I agree, your body, your choice. Who are these people pressuring you? Chances are you'll need a section anyway given the placenta issue. Once you have had a section they won't take any risks by letting you have a vaginal birth if everything is not straightforward. If you have someone at home with you for the first 10 days/couple of weeks you should be fine.

Mummylanie3 · 03/07/2019 12:44

It's totally down to you what you decide it's your body and everyone is different I had a emergency c section with my ds1 which was horrible they cut his face when they cut into my stomach and my wound got infected so I stayed in for 9 weeks my ds1 and ds2 I have a vbac as I was adamant I'd never have a section again everyone has different experiences and if my c section had been ok I would have probably opted for another.

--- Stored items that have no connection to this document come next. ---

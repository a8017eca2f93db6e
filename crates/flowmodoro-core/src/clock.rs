//! Wall-clock sources for the timer engine.
//!
//! The engine never reads the system time directly; it asks a [`Clock`].
//! [`SystemClock`] is used by the real driver loop, [`ManualClock`] by tests
//! and the deterministic simulation.

use std::sync::atomic::{AtomicU64, Ordering};
use std::sync::Arc;
use std::time::{Instant, SystemTime, UNIX_EPOCH};

use chrono::{DateTime, Utc};

/// Source of wall-clock readings in milliseconds since the Unix epoch.
pub trait Clock: Send + Sync {
    fn now_ms(&self) -> u64;

    /// Current time as a UTC timestamp, derived from [`Clock::now_ms`].
    fn now_utc(&self) -> DateTime<Utc> {
        timestamp(self.now_ms())
    }
}

/// Wall-clock epoch taken once at construction, advanced by a monotonic
/// [`Instant`]. Steps in the system time after that (NTP, suspend) do not
/// move it.
#[derive(Debug, Clone, Copy)]
pub struct SystemClock {
    epoch_ms: u64,
    origin: Instant,
}

impl SystemClock {
    pub fn new() -> Self {
        Self {
            epoch_ms: SystemTime::now()
                .duration_since(UNIX_EPOCH)
                .unwrap_or_default()
                .as_millis() as u64,
            origin: Instant::now(),
        }
    }
}

impl Default for SystemClock {
    fn default() -> Self {
        Self::new()
    }
}

impl Clock for SystemClock {
    fn now_ms(&self) -> u64 {
        self.epoch_ms.saturating_add(self.origin.elapsed().as_millis() as u64)
    }
}

/// A clock that only moves when told to.
///
/// Clones share the same underlying time, so a test can keep one handle
/// while the engine owns another.
#[derive(Debug, Clone, Default)]
pub struct ManualClock {
    now: Arc<AtomicU64>,
}

impl ManualClock {
    pub fn new(start_ms: u64) -> Self {
        Self {
            now: Arc::new(AtomicU64::new(start_ms)),
        }
    }

    pub fn advance(&self, ms: u64) {
        self.now.fetch_add(ms, Ordering::SeqCst);
    }

    pub fn set(&self, ms: u64) {
        self.now.store(ms, Ordering::SeqCst);
    }
}

impl Clock for ManualClock {
    fn now_ms(&self) -> u64 {
        self.now.load(Ordering::SeqCst)
    }
}

/// Convert epoch milliseconds to a UTC timestamp.
pub fn timestamp(epoch_ms: u64) -> DateTime<Utc> {
    DateTime::from_timestamp_millis(epoch_ms as i64).unwrap_or_default()
}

My vbac both had complications so they both come with pros and cons but you need to do what's best for you xx

Bambamber · 03/07/2019 12:47

Who is trying to pressure you into a vaginal delivery? It's not selfish to want a c section, it's your body so it's your choice.

Instagran · 03/07/2019 12:52

If your gut reaction is to go for a c-section then do that. Don't let anyone make you feel guilty for not having a VBAC.

I'm not sure that my experience is helpful as we are all different but for what it's worth I had an EMCS after an induced labour and then a failed ventouse with DC1. Recovery was easy and I was walking everywhere and driving in less than two weeks.

DC2 was a VBAC with forceps. He was premature and labour was extremely fast so the whole VBAC/section decision was taken out of my hands. It took me months to recover from his birth and it was far more difficult than recovering from the EMCS. My childbearing days are over but if I was having another baby today I would choose a section without question.

SweetMelodies · 03/07/2019 12:52

Hospitals also have their own agenda for pressuring women to have VBAC’s for their own statistics/targets, they are notorious for providing unbalanced information to women to sway this as well.

TreesoftheField · 03/07/2019 12:52

Do your research and go with what is best for you and your circumstances.
Having had EMCS first time round, my thoughts were
-my hospital stats suggested I only had a 50% chance of successful VBAC and that could include forceps
-my mum was coming up to look after toddler and having a set date was easier as we have no one near us if I went into labour
-i recovered brilliantly from first cs and wanted to avoid some of the difficulties friends had had with forceps etc
-my first child ended up in NICU for 3 weeks and I wanted to take baby home straight away this time

All very personal to me. I had ELCS and it was bloody amazing and the right choice.
Nobody tried to make me feel bad about it but they'd have got short bloody shift if they did.
If you really feel passionately about VBAC, try it, I know some people who've done it and loved it. Equally I know someone who ended up having another EMCS, this time under GA due to urgency. It's a total lottery which outcome you'll get and I didn't want to take a chance

DinosaursWouldEatYou · 03/07/2019 13:32

My family, partners family, half my work friends and sitting down with my midwife today she was very encouraging for a vaginal birth.

And whilst I totally get they probably don't realise they're pressuring or they're just having a joke, all those people with there comments on top of each othet has really hit me today.

OP posts:
SRK16 · 03/07/2019 13:37

I’m having a sort of similar issue. I have a health issue and have previously been advised to have a c-section or face probable life long consequences (but not life endangering to me or baby). I’ve been really struggling as feel I ‘should’ try to have a vaginal delivery as it might be okay, but on balance feel much safer/better about a c-section. I think I will go with a c-section as think the likely risks outweigh the benefits of a vaginal birth.. but other people’s comments sometimes really make me doubt myself.

Try and take other people out of it and think about what you’d say to a friend/loved one ( as well as considering risk/benefit of both options). That’s what’s helped me so far.